What you need to do: Return the following from the records below: each line, word for word, starting with the line that contains "filename src/services/history.rs" and going on through the line that contains "#[derive(Clone)]", with nothing outside that range.
|---|
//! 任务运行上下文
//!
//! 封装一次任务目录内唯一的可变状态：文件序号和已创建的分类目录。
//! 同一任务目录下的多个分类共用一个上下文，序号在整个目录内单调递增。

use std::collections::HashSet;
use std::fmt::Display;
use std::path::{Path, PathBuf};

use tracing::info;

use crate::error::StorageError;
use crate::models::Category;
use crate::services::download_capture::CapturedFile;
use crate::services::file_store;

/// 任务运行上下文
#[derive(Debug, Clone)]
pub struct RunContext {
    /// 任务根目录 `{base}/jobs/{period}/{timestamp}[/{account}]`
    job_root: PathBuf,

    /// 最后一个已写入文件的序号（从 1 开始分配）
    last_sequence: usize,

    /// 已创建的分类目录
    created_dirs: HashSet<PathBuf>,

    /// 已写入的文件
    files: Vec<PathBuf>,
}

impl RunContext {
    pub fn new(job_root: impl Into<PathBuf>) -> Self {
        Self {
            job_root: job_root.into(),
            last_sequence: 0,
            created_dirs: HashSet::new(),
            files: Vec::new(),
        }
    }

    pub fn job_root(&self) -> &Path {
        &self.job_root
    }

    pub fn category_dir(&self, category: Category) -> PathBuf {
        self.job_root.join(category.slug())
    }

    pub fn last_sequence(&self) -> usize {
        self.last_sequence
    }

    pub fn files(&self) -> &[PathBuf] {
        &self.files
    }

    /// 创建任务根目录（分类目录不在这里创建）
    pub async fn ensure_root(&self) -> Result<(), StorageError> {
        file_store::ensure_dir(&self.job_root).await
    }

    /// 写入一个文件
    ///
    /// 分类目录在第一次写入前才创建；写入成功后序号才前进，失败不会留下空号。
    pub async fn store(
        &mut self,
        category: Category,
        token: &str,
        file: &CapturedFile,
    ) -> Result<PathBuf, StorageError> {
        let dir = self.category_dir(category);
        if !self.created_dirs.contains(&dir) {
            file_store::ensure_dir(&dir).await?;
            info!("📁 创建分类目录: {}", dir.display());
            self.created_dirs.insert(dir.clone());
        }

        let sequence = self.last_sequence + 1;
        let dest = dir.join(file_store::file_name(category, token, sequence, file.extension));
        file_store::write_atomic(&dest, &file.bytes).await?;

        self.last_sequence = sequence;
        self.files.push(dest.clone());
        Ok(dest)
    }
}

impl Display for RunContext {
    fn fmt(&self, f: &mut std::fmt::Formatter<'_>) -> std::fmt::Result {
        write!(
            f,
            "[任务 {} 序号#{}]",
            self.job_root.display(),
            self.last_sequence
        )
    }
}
|---|
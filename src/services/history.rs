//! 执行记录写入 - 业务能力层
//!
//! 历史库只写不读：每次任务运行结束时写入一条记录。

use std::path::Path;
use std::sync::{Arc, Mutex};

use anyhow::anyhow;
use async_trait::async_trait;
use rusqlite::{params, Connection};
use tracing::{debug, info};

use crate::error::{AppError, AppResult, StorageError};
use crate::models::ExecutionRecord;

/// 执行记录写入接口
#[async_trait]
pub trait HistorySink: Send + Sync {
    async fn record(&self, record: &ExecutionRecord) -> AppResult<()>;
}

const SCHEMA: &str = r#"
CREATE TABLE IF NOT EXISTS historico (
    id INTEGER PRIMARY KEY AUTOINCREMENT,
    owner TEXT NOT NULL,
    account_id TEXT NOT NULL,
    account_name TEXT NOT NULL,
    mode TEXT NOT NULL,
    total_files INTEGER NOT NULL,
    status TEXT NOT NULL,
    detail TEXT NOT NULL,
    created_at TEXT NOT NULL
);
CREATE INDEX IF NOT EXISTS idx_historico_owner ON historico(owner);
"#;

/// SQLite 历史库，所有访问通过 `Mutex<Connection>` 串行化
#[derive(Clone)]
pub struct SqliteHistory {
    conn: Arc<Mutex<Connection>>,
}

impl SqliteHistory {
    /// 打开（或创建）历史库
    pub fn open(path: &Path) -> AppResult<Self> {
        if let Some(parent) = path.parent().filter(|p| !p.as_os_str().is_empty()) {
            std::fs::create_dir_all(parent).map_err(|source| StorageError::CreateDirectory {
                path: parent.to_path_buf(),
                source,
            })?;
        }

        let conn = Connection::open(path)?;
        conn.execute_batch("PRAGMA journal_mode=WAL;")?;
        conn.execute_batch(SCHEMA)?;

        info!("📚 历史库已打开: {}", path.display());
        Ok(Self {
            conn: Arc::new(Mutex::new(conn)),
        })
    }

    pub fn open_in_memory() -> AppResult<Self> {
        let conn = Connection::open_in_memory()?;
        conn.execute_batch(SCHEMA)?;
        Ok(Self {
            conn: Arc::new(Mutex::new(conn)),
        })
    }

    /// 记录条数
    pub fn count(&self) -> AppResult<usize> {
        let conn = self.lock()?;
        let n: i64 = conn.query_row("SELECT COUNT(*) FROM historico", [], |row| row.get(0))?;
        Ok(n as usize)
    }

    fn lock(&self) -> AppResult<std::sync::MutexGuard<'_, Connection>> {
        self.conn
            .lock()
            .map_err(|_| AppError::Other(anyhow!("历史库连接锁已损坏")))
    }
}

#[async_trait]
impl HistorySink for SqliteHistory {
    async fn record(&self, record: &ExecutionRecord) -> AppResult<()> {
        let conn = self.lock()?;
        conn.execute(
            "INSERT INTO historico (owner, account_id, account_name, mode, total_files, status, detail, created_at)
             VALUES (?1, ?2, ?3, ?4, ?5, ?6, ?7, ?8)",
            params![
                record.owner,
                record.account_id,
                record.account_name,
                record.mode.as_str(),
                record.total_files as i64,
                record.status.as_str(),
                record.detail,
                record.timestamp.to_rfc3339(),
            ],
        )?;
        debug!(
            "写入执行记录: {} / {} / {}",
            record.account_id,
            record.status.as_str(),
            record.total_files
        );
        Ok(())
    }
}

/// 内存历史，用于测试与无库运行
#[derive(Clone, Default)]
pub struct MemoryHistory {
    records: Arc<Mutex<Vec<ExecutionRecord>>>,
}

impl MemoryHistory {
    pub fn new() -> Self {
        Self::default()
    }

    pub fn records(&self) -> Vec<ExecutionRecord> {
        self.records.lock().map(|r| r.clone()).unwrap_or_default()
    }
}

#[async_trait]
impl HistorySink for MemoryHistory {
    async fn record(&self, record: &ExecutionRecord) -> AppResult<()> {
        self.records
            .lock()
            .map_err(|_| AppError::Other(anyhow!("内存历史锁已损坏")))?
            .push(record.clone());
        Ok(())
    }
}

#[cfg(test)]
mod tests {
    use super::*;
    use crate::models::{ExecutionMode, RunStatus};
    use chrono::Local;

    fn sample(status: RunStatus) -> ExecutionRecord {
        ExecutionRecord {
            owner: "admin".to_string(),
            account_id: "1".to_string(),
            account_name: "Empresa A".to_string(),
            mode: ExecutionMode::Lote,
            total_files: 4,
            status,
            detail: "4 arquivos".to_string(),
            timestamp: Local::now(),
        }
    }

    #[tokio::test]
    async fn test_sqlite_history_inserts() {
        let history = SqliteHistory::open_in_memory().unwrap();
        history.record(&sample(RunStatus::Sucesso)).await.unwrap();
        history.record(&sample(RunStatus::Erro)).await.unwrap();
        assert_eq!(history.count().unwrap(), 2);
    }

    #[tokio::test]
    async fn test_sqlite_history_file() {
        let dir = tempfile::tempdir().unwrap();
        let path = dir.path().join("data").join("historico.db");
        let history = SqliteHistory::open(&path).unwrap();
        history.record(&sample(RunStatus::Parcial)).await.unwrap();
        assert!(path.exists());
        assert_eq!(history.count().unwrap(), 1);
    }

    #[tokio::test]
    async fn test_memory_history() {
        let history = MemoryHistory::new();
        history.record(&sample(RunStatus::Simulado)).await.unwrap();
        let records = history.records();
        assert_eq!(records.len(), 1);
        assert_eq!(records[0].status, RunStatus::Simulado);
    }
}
|---|
Expected answer:
filename src/services/history.rs
//! 执行记录写入 - 业务能力层
//!
//! 历史库只写不读：每次任务运行结束时写入一条记录。

use std::path::Path;
use std::sync::{Arc, Mutex};

use anyhow::anyhow;
use async_trait::async_trait;
use rusqlite::{params, Connection};
use tracing::{debug, info};

use crate::error::{AppError, AppResult, StorageError};
use crate::models::ExecutionRecord;

/// 执行记录写入接口
#[async_trait]
pub trait HistorySink: Send + Sync {
    async fn record(&self, record: &ExecutionRecord) -> AppResult<()>;
}

const SCHEMA: &str = r#"
CREATE TABLE IF NOT EXISTS historico (
    id INTEGER PRIMARY KEY AUTOINCREMENT,
    owner TEXT NOT NULL,
    account_id TEXT NOT NULL,
    account_name TEXT NOT NULL,
    mode TEXT NOT NULL,
    total_files INTEGER NOT NULL,
    status TEXT NOT NULL,
    detail TEXT NOT NULL,
    created_at TEXT NOT NULL
);
CREATE INDEX IF NOT EXISTS idx_historico_owner ON historico(owner);
"#;

/// SQLite 历史库，所有访问通过 `Mutex<Connection>` 串行化
#[derive(Clone)]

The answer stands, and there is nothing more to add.